TASK GOAL: For each line below that contains the word "never", make a copy.

Stored data entries:
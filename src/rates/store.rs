use std::path::{Path, PathBuf};

use rusqlite::{params, Connection, OptionalExtension};
use tracing::{debug, info};

use super::models::{RateRecord, UsdBid};

/// Store lifecycle violations and SQL failures. These are never retried.
#[derive(Debug, thiserror::Error)]
pub enum StoreError {
    #[error("rate store {} does not exist", path.display())]
    Missing { path: PathBuf },

    #[error("rate store {} already exists", path.display())]
    AlreadyExists { path: PathBuf },

    #[error(transparent)]
    Sqlite(#[from] rusqlite::Error),

    #[error(transparent)]
    Io(#[from] std::io::Error),
}

const CREATE_TABLE: &str = "CREATE TABLE usd_rates (
    date TEXT NOT NULL,
    symbol TEXT NOT NULL,
    rate REAL NOT NULL,
    UNIQUE(date, symbol)
)";

const READ_RATE: &str = "SELECT rate FROM usd_rates WHERE date = ?1 AND symbol = ?2";

const READ_ALL: &str = "SELECT date, symbol, rate FROM usd_rates";

const WRITE_RATE: &str =
    "INSERT OR IGNORE INTO usd_rates(date, symbol, rate) VALUES (?1, ?2, ?3)";

/// Create an empty rate store at `path`.
///
/// Stores have a two-phase lifecycle: created exactly once, then opened any
/// number of times. Creating over an existing store is an error.
pub fn create_store(path: &Path) -> Result<(), StoreError> {
    if path.exists() {
        return Err(StoreError::AlreadyExists {
            path: path.to_path_buf(),
        });
    }
    info!(path = %path.display(), "creating empty rate store");
    let connection = Connection::open(path)?;
    connection.execute(CREATE_TABLE, [])?;
    Ok(())
}

/// Remove a rate store. Missing stores are not an error.
pub fn delete_store(path: &Path) -> Result<(), StoreError> {
    match std::fs::remove_file(path) {
        Ok(()) => Ok(()),
        Err(error) if error.kind() == std::io::ErrorKind::NotFound => Ok(()),
        Err(error) => Err(error.into()),
    }
}

/// Create a store and optionally seed it from an existing one.
pub fn setup_store(path: &Path, src: Option<&Path>) -> Result<(), StoreError> {
    create_store(path)?;
    if let Some(src) = src {
        super::merge::copy_rates(path, src)?;
    }
    Ok(())
}

/// A durable table of `(date, symbol) -> rate` rows with insert-or-ignore
/// write semantics. The connection is held for the lifetime of the value and
/// released on drop, on every exit path.
pub struct RateStore {
    connection: Connection,
    path: PathBuf,
}

impl RateStore {
    /// Open an existing store. Opening a store that was never created is an
    /// error.
    pub fn open(path: &Path) -> Result<Self, StoreError> {
        if !path.exists() {
            return Err(StoreError::Missing {
                path: path.to_path_buf(),
            });
        }
        debug!(path = %path.display(), "connecting to rate store");
        let connection = Connection::open(path)?;
        Ok(Self {
            connection,
            path: path.to_path_buf(),
        })
    }

    pub fn path(&self) -> &Path {
        &self.path
    }

    /// Point lookups, preserving input order. Absent keys yield `None`.
    pub fn get_rates(&self, bids: &[UsdBid]) -> Result<Vec<Option<f64>>, StoreError> {
        let mut statement = self.connection.prepare(READ_RATE)?;
        let mut rates = Vec::with_capacity(bids.len());
        for bid in bids {
            let rate = statement
                .query_row(params![bid.date, bid.symbol], |row| row.get::<_, f64>(0))
                .optional()?;
            rates.push(rate);
        }
        Ok(rates)
    }

    /// Insert-or-ignore writes inside one transaction. Duplicate keys are
    /// silently dropped; the first successful write for a key wins. Returns
    /// the number of rows actually inserted.
    pub fn put_rates(
        &mut self,
        records: impl IntoIterator<Item = RateRecord>,
    ) -> Result<usize, StoreError> {
        let transaction = self.connection.transaction()?;
        let mut inserted = 0;
        {
            let mut statement = transaction.prepare(WRITE_RATE)?;
            for record in records {
                inserted +=
                    statement.execute(params![record.date, record.symbol, record.rate])?;
            }
        }
        transaction.commit()?;
        Ok(inserted)
    }

    /// Every row in the store, in no particular order.
    pub fn read_all(&self) -> Result<Vec<RateRecord>, StoreError> {
        let mut statement = self.connection.prepare(READ_ALL)?;
        let rows = statement.query_map([], |row| {
            Ok(RateRecord {
                date: row.get(0)?,
                symbol: row.get(1)?,
                rate: row.get(2)?,
            })
        })?;
        let mut records = Vec::new();
        for row in rows {
            records.push(row?);
        }
        Ok(records)
    }
}
//! Event type definitions for the device link.
//!
//! Every observable fact about a connection (lifecycle changes, command
//! traffic, telemetry broadcasts, and file transfer progress) is published
//! as a [`PanelEvent`]. Events are cloneable and serializable so the UI can
//! log or replay them.

use serde::{Deserialize, Serialize};

/// Root event enum for everything the communication layer publishes
#[derive(Debug, Clone, Serialize, Deserialize)]
pub enum PanelEvent {
    /// Connection lifecycle events
    Connection(ConnectionEvent),
    /// Outgoing command traffic
    Command(CommandEvent),
    /// Device replies and unsolicited messages
    Response(ResponseEvent),
    /// Unsolicited position/status broadcasts
    Telemetry(TelemetryEvent),
    /// File transfer lifecycle and progress
    FileTransfer(FileTransferEvent),
    /// Errors surfaced to the UI
    Error(ErrorEvent),
}

impl PanelEvent {
    /// Get the category of this event
    pub fn category(&self) -> EventCategory {
        match self {
            PanelEvent::Connection(_) => EventCategory::Connection,
            PanelEvent::Command(_) => EventCategory::Command,
            PanelEvent::Response(_) => EventCategory::Response,
            PanelEvent::Telemetry(_) => EventCategory::Telemetry,
            PanelEvent::FileTransfer(_) => EventCategory::FileTransfer,
            PanelEvent::Error(_) => EventCategory::Error,
        }
    }

    /// Get a short description of this event for logging
    pub fn description(&self) -> String {
        match self {
            PanelEvent::Connection(e) => e.description(),
            PanelEvent::Command(e) => e.description(),
            PanelEvent::Response(e) => e.description(),
            PanelEvent::Telemetry(e) => e.description(),
            PanelEvent::FileTransfer(e) => e.description(),
            PanelEvent::Error(e) => e.description(),
        }
    }
}

/// Event category for filtering
#[derive(Debug, Clone, Copy, PartialEq, Eq, Hash, Serialize, Deserialize)]
pub enum EventCategory {
    /// Connection lifecycle events.
    Connection,
    /// Outgoing command events.
    Command,
    /// Device reply events.
    Response,
    /// Telemetry broadcast events.
    Telemetry,
    /// File transfer events.
    FileTransfer,
    /// Error events.
    Error,
}

impl std::fmt::Display for EventCategory {
    fn fmt(&self, f: &mut std::fmt::Formatter<'_>) -> std::fmt::Result {
        match self {
            EventCategory::Connection => write!(f, "Connection"),
            EventCategory::Command => write!(f, "Command"),
            EventCategory::Response => write!(f, "Response"),
            EventCategory::Telemetry => write!(f, "Telemetry"),
            EventCategory::FileTransfer => write!(f, "FileTransfer"),
            EventCategory::Error => write!(f, "Error"),
        }
    }
}

/// Reason a connection went away
#[derive(Debug, Clone, Serialize, Deserialize)]
pub enum DisconnectReason {
    /// User requested disconnect
    UserRequested,
    /// Connection lost unexpectedly
    ConnectionLost,
    /// A transport-level error forced the teardown
    TransportError(String),
}

/// Connection lifecycle events
#[derive(Debug, Clone, Serialize, Deserialize)]
pub enum ConnectionEvent {
    /// Starting connection attempt.
    Connecting {
        /// Port path or host:port being connected to.
        target: String,
    },
    /// Successfully connected.
    Connected {
        /// Port path or host:port that was connected.
        target: String,
    },
    /// Disconnected from device.
    Disconnected {
        /// Port path or host:port that was disconnected.
        target: String,
        /// Reason for the disconnection.
        reason: DisconnectReason,
    },
    /// Connection attempt failed.
    ConnectionFailed {
        /// Port path or host:port that failed to connect.
        target: String,
        /// Error message describing the failure.
        error: String,
    },
}

impl ConnectionEvent {
    fn description(&self) -> String {
        match self {
            ConnectionEvent::Connecting { target } => format!("Connecting to {}", target),
            ConnectionEvent::Connected { target } => format!("Connected to {}", target),
            ConnectionEvent::Disconnected { target, reason } => {
                format!("Disconnected from {}: {:?}", target, reason)
            }
            ConnectionEvent::ConnectionFailed { target, error } => {
                format!("Connection failed to {}: {}", target, error)
            }
        }
    }
}

/// Outgoing command events
#[derive(Debug, Clone, Serialize, Deserialize)]
pub enum CommandEvent {
    /// A command was written to the device.
    Sent {
        /// The command text (without trailing newline).
        text: String,
        /// Whether it went through the immediate bypass lane.
        immediate: bool,
    },
}

impl CommandEvent {
    fn description(&self) -> String {
        match self {
            CommandEvent::Sent { text, immediate } => {
                if *immediate {
                    format!("TX (immediate): {}", text)
                } else {
                    format!("TX: {}", text)
                }
            }
        }
    }
}

/// Device reply events
#[derive(Debug, Clone, Serialize, Deserialize)]
pub enum ResponseEvent {
    /// A line resolved the oldest outstanding command.
    Reply {
        /// The command that was resolved.
        command: String,
        /// The reply line.
        line: String,
    },
    /// A line arrived with no outstanding command.
    Unsolicited {
        /// The unsolicited line.
        line: String,
    },
}

impl ResponseEvent {
    fn description(&self) -> String {
        match self {
            ResponseEvent::Reply { command, line } => format!("RX {} -> {}", command, line),
            ResponseEvent::Unsolicited { line } => format!("RX (unsolicited): {}", line),
        }
    }
}

/// Parsed fields of a telemetry broadcast line
#[derive(Debug, Clone, Copy, PartialEq, Default, Serialize, Deserialize)]
pub struct TelemetryReport {
    /// X position.
    pub x: f64,
    /// Y position.
    pub y: f64,
    /// Z position.
    pub z: f64,
    /// Velocity, if the device reported one.
    pub velocity: Option<f64>,
    /// Temperature, if the device reported one.
    pub temperature: Option<f64>,
}

/// Telemetry broadcast events
#[derive(Debug, Clone, Serialize, Deserialize)]
pub enum TelemetryEvent {
    /// Position/velocity/temperature broadcast.
    Position {
        /// The parsed telemetry fields.
        report: TelemetryReport,
    },
}

impl TelemetryEvent {
    fn description(&self) -> String {
        match self {
            TelemetryEvent::Position { report } => {
                format!(
                    "Telemetry: X{:.3} Y{:.3} Z{:.3}",
                    report.x, report.y, report.z
                )
            }
        }
    }
}

/// File transfer lifecycle and progress events
#[derive(Debug, Clone, Serialize, Deserialize)]
pub enum FileTransferEvent {
    /// Handshake accepted, chunk streaming begins.
    Started {
        /// Target file name on the device.
        file_name: String,
        /// Total payload size in bytes.
        bytes_total: u64,
        /// Total number of payload lines.
        total_lines: usize,
    },
    /// Cumulative progress after a chunk acknowledgment.
    Progress {
        /// Target file name on the device.
        file_name: String,
        /// Completion percentage (0-100).
        percent: u8,
        /// Bytes acknowledged so far.
        bytes_transferred: u64,
        /// Total payload size in bytes.
        bytes_total: u64,
        /// Lines written so far.
        current_line: usize,
        /// Total number of payload lines.
        total_lines: usize,
    },
    /// Terminal acknowledgment observed.
    Completed {
        /// Target file name on the device.
        file_name: String,
        /// Total payload size in bytes.
        bytes_total: u64,
    },
    /// Protocol violation, timeout exhaustion, or transport error.
    Failed {
        /// Target file name on the device.
        file_name: String,
        /// Human-readable failure message.
        message: String,
        /// Last known acknowledged byte count.
        bytes_transferred: u64,
        /// Total payload size in bytes.
        bytes_total: u64,
    },
    /// Explicit cancellation (user action, new transfer, or disconnect).
    Cancelled {
        /// Target file name on the device.
        file_name: String,
    },
}

impl FileTransferEvent {
    fn description(&self) -> String {
        match self {
            FileTransferEvent::Started {
                file_name,
                bytes_total,
                total_lines,
            } => format!(
                "Transfer started: {} ({} bytes, {} lines)",
                file_name, bytes_total, total_lines
            ),
            FileTransferEvent::Progress {
                file_name,
                percent,
                bytes_transferred,
                bytes_total,
                ..
            } => format!(
                "Transfer {}: {}% ({}/{})",
                file_name, percent, bytes_transferred, bytes_total
            ),
            FileTransferEvent::Completed { file_name, .. } => {
                format!("Transfer completed: {}", file_name)
            }
            FileTransferEvent::Failed {
                file_name, message, ..
            } => format!("Transfer failed: {}: {}", file_name, message),
            FileTransferEvent::Cancelled { file_name } => {
                format!("Transfer cancelled: {}", file_name)
            }
        }
    }
}

/// Error events surfaced to the UI
#[derive(Debug, Clone, Serialize, Deserialize)]
pub enum ErrorEvent {
    /// A recoverable or terminal error with a human-readable message.
    Error {
        /// The error message.
        message: String,
    },
}

impl ErrorEvent {
    fn description(&self) -> String {
        match self {
            ErrorEvent::Error { message } => format!("Error: {}", message),
        }
    }
}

SOLUTION:
/// Store lifecycle violations and SQL failures. These are never retried.
    /// Open an existing store. Opening a store that was never created is an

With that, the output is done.